■ Exercise instructions
Between the line containing "repository 7c0750e2addab939" and the line containing "mod target;" lies a run of lines; give that run again exactly, with both of those lines, and nothing else from the entries below.

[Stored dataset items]
════════════════

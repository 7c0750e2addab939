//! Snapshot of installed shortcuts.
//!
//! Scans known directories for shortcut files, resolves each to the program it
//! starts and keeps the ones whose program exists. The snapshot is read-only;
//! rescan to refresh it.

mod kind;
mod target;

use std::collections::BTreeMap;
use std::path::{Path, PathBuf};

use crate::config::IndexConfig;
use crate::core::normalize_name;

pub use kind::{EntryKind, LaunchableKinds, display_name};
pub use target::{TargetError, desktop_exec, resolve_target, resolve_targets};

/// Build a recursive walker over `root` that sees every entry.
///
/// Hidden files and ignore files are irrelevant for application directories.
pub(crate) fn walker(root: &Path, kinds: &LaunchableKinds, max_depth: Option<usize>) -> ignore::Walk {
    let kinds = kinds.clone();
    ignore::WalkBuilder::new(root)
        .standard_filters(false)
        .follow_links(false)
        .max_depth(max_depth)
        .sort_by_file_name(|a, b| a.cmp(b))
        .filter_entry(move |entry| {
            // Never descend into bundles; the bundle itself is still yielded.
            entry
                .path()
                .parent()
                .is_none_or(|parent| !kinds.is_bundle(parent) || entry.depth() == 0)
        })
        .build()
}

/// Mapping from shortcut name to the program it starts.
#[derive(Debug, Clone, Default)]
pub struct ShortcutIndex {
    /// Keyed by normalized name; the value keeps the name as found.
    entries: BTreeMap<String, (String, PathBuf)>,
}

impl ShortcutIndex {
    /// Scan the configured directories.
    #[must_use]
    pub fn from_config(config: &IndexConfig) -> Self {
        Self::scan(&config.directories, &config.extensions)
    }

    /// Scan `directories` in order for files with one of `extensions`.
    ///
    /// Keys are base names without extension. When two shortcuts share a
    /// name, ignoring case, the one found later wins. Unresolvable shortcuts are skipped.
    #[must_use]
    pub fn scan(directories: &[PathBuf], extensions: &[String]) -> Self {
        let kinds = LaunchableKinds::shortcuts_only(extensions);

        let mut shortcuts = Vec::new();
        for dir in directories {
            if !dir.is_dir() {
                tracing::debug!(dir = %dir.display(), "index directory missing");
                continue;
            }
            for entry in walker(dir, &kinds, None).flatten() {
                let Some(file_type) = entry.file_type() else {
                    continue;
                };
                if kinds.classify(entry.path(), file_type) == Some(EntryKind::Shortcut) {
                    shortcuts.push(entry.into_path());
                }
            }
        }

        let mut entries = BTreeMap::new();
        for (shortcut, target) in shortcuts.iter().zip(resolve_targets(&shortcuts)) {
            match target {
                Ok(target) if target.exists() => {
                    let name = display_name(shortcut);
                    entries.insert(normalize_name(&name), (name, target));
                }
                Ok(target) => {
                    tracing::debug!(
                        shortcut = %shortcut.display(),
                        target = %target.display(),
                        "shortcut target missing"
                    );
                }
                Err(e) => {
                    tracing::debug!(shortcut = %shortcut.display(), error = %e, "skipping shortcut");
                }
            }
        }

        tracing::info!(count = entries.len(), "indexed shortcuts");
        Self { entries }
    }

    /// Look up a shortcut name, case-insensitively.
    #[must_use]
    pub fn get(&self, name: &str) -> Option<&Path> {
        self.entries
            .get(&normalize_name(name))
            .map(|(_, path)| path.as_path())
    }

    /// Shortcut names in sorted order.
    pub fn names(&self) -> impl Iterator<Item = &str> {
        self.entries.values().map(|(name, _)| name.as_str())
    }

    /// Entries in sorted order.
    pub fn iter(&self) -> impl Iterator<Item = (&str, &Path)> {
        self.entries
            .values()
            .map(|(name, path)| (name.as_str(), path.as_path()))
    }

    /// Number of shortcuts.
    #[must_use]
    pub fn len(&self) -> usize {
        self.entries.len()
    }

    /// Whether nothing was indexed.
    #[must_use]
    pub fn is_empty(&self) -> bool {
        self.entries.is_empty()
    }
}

════════════════

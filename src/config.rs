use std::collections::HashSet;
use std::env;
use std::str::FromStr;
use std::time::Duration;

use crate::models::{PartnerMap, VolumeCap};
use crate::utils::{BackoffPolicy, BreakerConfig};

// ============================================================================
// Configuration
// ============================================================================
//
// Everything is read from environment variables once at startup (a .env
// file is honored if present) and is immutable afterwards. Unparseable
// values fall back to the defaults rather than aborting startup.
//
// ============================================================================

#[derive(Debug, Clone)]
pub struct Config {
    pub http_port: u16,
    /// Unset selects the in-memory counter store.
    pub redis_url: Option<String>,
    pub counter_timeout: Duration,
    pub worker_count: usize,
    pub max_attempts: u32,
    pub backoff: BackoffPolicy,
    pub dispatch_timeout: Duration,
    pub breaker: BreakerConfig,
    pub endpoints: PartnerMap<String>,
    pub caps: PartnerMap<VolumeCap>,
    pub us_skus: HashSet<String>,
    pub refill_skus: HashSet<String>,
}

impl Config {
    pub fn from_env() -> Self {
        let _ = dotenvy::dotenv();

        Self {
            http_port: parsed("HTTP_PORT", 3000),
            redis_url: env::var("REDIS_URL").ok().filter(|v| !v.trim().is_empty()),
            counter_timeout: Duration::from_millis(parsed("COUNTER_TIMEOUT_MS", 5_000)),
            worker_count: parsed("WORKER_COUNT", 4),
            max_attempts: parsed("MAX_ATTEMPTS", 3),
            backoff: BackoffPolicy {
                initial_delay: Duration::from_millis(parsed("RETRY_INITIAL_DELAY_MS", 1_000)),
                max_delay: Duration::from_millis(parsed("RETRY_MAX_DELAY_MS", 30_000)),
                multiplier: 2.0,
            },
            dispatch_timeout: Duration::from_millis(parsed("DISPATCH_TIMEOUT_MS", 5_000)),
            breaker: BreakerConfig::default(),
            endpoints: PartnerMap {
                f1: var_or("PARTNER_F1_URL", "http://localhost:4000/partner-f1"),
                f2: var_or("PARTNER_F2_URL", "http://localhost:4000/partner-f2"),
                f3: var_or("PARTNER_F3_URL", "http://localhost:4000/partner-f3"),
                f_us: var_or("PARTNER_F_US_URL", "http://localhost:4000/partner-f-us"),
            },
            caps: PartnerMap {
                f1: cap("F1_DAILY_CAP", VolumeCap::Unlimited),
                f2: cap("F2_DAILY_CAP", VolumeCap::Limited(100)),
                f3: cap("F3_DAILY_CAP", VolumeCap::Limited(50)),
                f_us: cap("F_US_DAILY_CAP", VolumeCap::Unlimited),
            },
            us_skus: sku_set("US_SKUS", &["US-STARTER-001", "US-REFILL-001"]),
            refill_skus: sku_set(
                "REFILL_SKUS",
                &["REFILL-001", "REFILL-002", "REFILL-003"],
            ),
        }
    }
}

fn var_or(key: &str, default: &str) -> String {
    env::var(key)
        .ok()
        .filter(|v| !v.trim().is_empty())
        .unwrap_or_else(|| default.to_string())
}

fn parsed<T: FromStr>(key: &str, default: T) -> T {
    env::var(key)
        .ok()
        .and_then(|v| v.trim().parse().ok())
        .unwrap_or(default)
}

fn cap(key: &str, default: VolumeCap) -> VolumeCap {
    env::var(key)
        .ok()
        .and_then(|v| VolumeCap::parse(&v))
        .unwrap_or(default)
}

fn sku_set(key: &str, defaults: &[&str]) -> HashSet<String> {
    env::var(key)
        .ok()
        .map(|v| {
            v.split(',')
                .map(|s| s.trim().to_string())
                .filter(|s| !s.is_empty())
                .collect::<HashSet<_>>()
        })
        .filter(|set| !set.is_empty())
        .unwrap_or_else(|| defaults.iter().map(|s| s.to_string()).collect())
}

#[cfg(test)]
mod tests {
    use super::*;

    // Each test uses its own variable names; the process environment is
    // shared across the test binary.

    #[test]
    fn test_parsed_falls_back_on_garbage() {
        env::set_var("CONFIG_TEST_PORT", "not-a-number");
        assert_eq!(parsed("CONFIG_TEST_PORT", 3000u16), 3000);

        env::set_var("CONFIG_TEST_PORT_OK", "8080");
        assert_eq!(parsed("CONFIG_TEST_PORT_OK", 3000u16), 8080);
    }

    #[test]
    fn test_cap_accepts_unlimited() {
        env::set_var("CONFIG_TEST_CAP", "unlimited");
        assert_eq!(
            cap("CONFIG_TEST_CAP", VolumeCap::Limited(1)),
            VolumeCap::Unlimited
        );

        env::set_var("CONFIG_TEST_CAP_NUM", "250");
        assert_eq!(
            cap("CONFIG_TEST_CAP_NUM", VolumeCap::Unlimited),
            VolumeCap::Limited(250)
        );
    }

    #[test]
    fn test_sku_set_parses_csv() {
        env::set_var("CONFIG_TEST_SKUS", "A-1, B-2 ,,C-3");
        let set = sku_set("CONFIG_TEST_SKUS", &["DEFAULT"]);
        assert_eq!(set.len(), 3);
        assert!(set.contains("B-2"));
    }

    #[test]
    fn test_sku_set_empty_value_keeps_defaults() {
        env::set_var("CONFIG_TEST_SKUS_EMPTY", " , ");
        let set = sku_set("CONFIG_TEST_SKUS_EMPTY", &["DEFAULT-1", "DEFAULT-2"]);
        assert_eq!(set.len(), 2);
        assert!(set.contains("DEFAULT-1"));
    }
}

════════════════

■ Solution for this problem
repository 7c0750e2addab939
//! Snapshot of installed shortcuts.
//!
//! Scans known directories for shortcut files, resolves each to the program it
//! starts and keeps the ones whose program exists. The snapshot is read-only;
//! rescan to refresh it.

mod kind;
mod target;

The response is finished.